The Hang Seng Index is near its lowest level relative to the MSCI All Country World Index since 2004, even after Monday’s brutal sell-off in the U.S. The Hong Kong gauge has also decoupled from mainland equities, falling to a three-year low relative to the CSI 300 Index.
Hong Kong already faced a gloomy outlook before the coronavirus emerged, as months of political unrest pushed the city’s economy into recession. Tourism has disappeared and retail is suffering, while concern over the impact of the virus on Chinese earnings is also weighing on mainland companies traded in the city. Data on Tuesday showed Hong Kong’s exports fell 22.7% in January year-on-year.
“Hong Kong has a rather unbalanced economy, which relies heavily on sectors like retail and tourism that will be hit hard by the virus due to less mainland visitors,” said Ronald Wan, chief executive of Partners Capital International Ltd. “It’s a market with high risk at the moment.”
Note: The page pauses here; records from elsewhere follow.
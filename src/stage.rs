//! Stage Interface Descriptors
//!
//! Plain data describing what a shader stage consumes and produces. Order is
//! significant everywhere: it decides emitted locations and semantic indices,
//! so a vertex stage and the fragment stage consuming it must list their
//! varyings in the same order.

/// An extra varying passed between stages, e.g. `("nointerpolation", "uint v_flags")`.
#[derive(Debug, Clone, Copy, PartialEq, Eq, Hash)]
pub struct Varying<'a> {
    /// Interpolation or storage qualifier, emitted in front of the declaration.
    pub qualifier: &'a str,
    /// Logical type and name, e.g. `float4 v_extra`.
    pub type_and_name: &'a str,
}

impl<'a> Varying<'a> {
    #[must_use]
    pub const fn new(qualifier: &'a str, type_and_name: &'a str) -> Self {
        Self {
            qualifier,
            type_and_name,
        }
    }
}

/// A sampled texture or texel buffer bound at a logical slot.
///
/// The emitted binding number depends on the dialect; see
/// [`ShaderBuilder::texture`](crate::ShaderBuilder::texture).
#[derive(Debug, Clone, Copy, PartialEq, Eq, Hash)]
pub struct TextureSlot<'a> {
    pub name: &'a str,
    pub index: u32,
    /// Integer element type. Only meaningful for texel buffers.
    pub is_integer: bool,
    /// Unsigned integer element type. Only meaningful when `is_integer` is set.
    pub is_unsigned: bool,
}

impl<'a> TextureSlot<'a> {
    /// A float texture or texel buffer.
    #[must_use]
    pub const fn new(name: &'a str, index: u32) -> Self {
        Self {
            name,
            index,
            is_integer: false,
            is_unsigned: false,
        }
    }

    /// An integer texel buffer, signed or unsigned.
    #[must_use]
    pub const fn integer(name: &'a str, index: u32, is_unsigned: bool) -> Self {
        Self {
            name,
            index,
            is_integer: true,
            is_unsigned,
        }
    }
}

/// Where uniform buffer members live on Vulkan.
///
/// Other dialects have a single uniform block form and ignore this.
#[derive(Debug, Clone, Copy, PartialEq, Eq, Hash, Default)]
pub enum UniformStorage {
    /// `layout(std140, set = 0, binding = 0) uniform UBOBlock`
    #[default]
    DescriptorSet,
    /// `layout(push_constant) uniform PushConstants`
    PushConstant,
}

/// Interface of a vertex stage entry point.
///
/// Outputs are always emitted in the order colors, texcoords, additional.
#[derive(Debug, Clone, Default, PartialEq, Eq)]
pub struct VertexStage<'a> {
    /// Vertex attributes as `type name`, e.g. `float4 a_pos`.
    pub attributes: Vec<&'a str>,
    /// Number of `float4 v_col<i>` outputs.
    pub num_color_outputs: u32,
    /// Number of `float2 v_tex<i>` outputs.
    pub num_texcoord_outputs: u32,
    pub additional_outputs: Vec<Varying<'a>>,
    /// Expose the vertex index as `v_id`.
    pub declare_vertex_id: bool,
    /// Appended to the `VertexData` interface block name.
    pub block_suffix: &'a str,
}

impl<'a> VertexStage<'a> {
    #[must_use]
    pub fn new() -> Self {
        Self::default()
    }

    #[must_use]
    pub fn with_attributes(mut self, attributes: &[&'a str]) -> Self {
        self.attributes = attributes.to_vec();
        self
    }

    #[must_use]
    pub fn with_color_outputs(mut self, count: u32) -> Self {
        self.num_color_outputs = count;
        self
    }

    #[must_use]
    pub fn with_texcoord_outputs(mut self, count: u32) -> Self {
        self.num_texcoord_outputs = count;
        self
    }

    #[must_use]
    pub fn with_additional_outputs(mut self, outputs: &[Varying<'a>]) -> Self {
        self.additional_outputs = outputs.to_vec();
        self
    }

    #[must_use]
    pub fn with_vertex_id(mut self) -> Self {
        self.declare_vertex_id = true;
        self
    }

    #[must_use]
    pub fn with_block_suffix(mut self, suffix: &'a str) -> Self {
        self.block_suffix = suffix;
        self
    }

    /// The fragment stage consuming exactly this stage's outputs.
    #[must_use]
    pub fn matching_fragment(&self) -> FragmentStage<'a> {
        FragmentStage {
            num_color_inputs: self.num_color_outputs,
            num_texcoord_inputs: self.num_texcoord_outputs,
            additional_inputs: self.additional_outputs.clone(),
            block_suffix: self.block_suffix,
            ..FragmentStage::default()
        }
    }
}

/// Interface of a fragment stage entry point.
#[derive(Debug, Clone, PartialEq, Eq)]
pub struct FragmentStage<'a> {
    /// Number of `float4 v_col<i>` inputs.
    pub num_color_inputs: u32,
    /// Number of `float2 v_tex<i>` inputs.
    pub num_texcoord_inputs: u32,
    pub additional_inputs: Vec<Varying<'a>>,
    /// Expose the fragment coordinate as `v_pos`.
    pub declare_frag_coord: bool,
    /// Number of `float4 o_col<i>` outputs. More than one requires dual-source blending.
    pub num_color_outputs: u32,
    /// Expose the depth output as `o_depth`.
    pub depth_output: bool,
    /// Appended to the `VertexData` interface block name.
    pub block_suffix: &'a str,
}

impl Default for FragmentStage<'_> {
    fn default() -> Self {
        Self {
            num_color_inputs: 0,
            num_texcoord_inputs: 0,
            additional_inputs: Vec::new(),
            declare_frag_coord: false,
            num_color_outputs: 1,
            depth_output: false,
            block_suffix: "",
        }
    }
}

impl<'a> FragmentStage<'a> {
    #[must_use]
    pub fn new() -> Self {
        Self::default()
    }

    #[must_use]
    pub fn with_color_inputs(mut self, count: u32) -> Self {
        self.num_color_inputs = count;
        self
    }

    #[must_use]
    pub fn with_texcoord_inputs(mut self, count: u32) -> Self {
        self.num_texcoord_inputs = count;
        self
    }

    #[must_use]
    pub fn with_additional_inputs(mut self, inputs: &[Varying<'a>]) -> Self {
        self.additional_inputs = inputs.to_vec();
        self
    }

    #[must_use]
    pub fn with_frag_coord(mut self) -> Self {
        self.declare_frag_coord = true;
        self
    }

    #[must_use]
    pub fn with_color_outputs(mut self, count: u32) -> Self {
        self.num_color_outputs = count;
        self
    }

    #[must_use]
    pub fn with_depth_output(mut self) -> Self {
        self.depth_output = true;
        self
    }

    #[must_use]
    pub fn with_block_suffix(mut self, suffix: &'a str) -> Self {
        self.block_suffix = suffix;
        self
    }
}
The Hang Seng Index edged up 0.3% on Tuesday while the CSI 300 index slipped 0.2%.
City officials aren’t offering much optimism to investors. Paul Chan, the city’s financial secretary, wrote last week that Hong Kong is facing “tsunami-like” shocks and may incur a record budget deficit in the next fiscal year, with coronavirus impacts being felt beyond retail, restaurants and tourism.
Hong Kong, restrained by a currency peg to the U.S. dollar, has no independent monetary policy. The city’s legislative council on Friday passed a HK$30 billion ($3.85 billion) spending plan for virus-fighting efforts and to assist businesses. Further steps are to be introduced Wednesday in the government’s budget proposal.
In contrast, Chinese authorities have generated a long list of support measures to bolster the world’s second largest economy -- cutting taxes and lowering interest rates among other moves. Chinese President Xi Jinping said authorities will step up policy adjustments to achieve this year’s economic and social goals, state-run CCTV reported Sunday. The stimulus has kept investors there in a buying mood following Feb. 3’s record stock rout.
“While the Chinese government can utilize both monetary and fiscal policy tools to stimulate its economy, there’s nothing much Hong Kong can do on rates and money supply due to its U.S. dollar peg,” said Alex Wong, director of asset management at Ample Capital Ltd. “There’s no such option as a government rescue, so it’s normal to see lower stock valuations.”
Citigroup Inc. analysts said in a research note Monday that Hong Kong shares are liable to continue lagging mainland markets in March. There’s potential for Beijing to announce fresh stimulus next month, they wrote, adding that disappointing earnings news might hurt Chinese-listed equities less than those in Hong Kong. There, institutional investors have a bigger influence and are more worried about fundamentals than retail investors, who dominate Chinese trading.
This year’s earnings forecasts for Hong Kong stocks have dropped by the third most among MSCI Asia Pacific ex-Japan companies since mid-January, said Goldman Sachs Group Inc.
“Many sectors, including retail, property and tourism, hadn’t recovered yet from the the protests last year and the market was still waiting for their annual reports to gauge the earnings impact,” said Alexious Lee, head of China strategy research at Jefferies Hong Kong Ltd. “Now that we also have the epidemic, nobody knows whether and how worse the Hong Kong fundamentals will be for 2020.”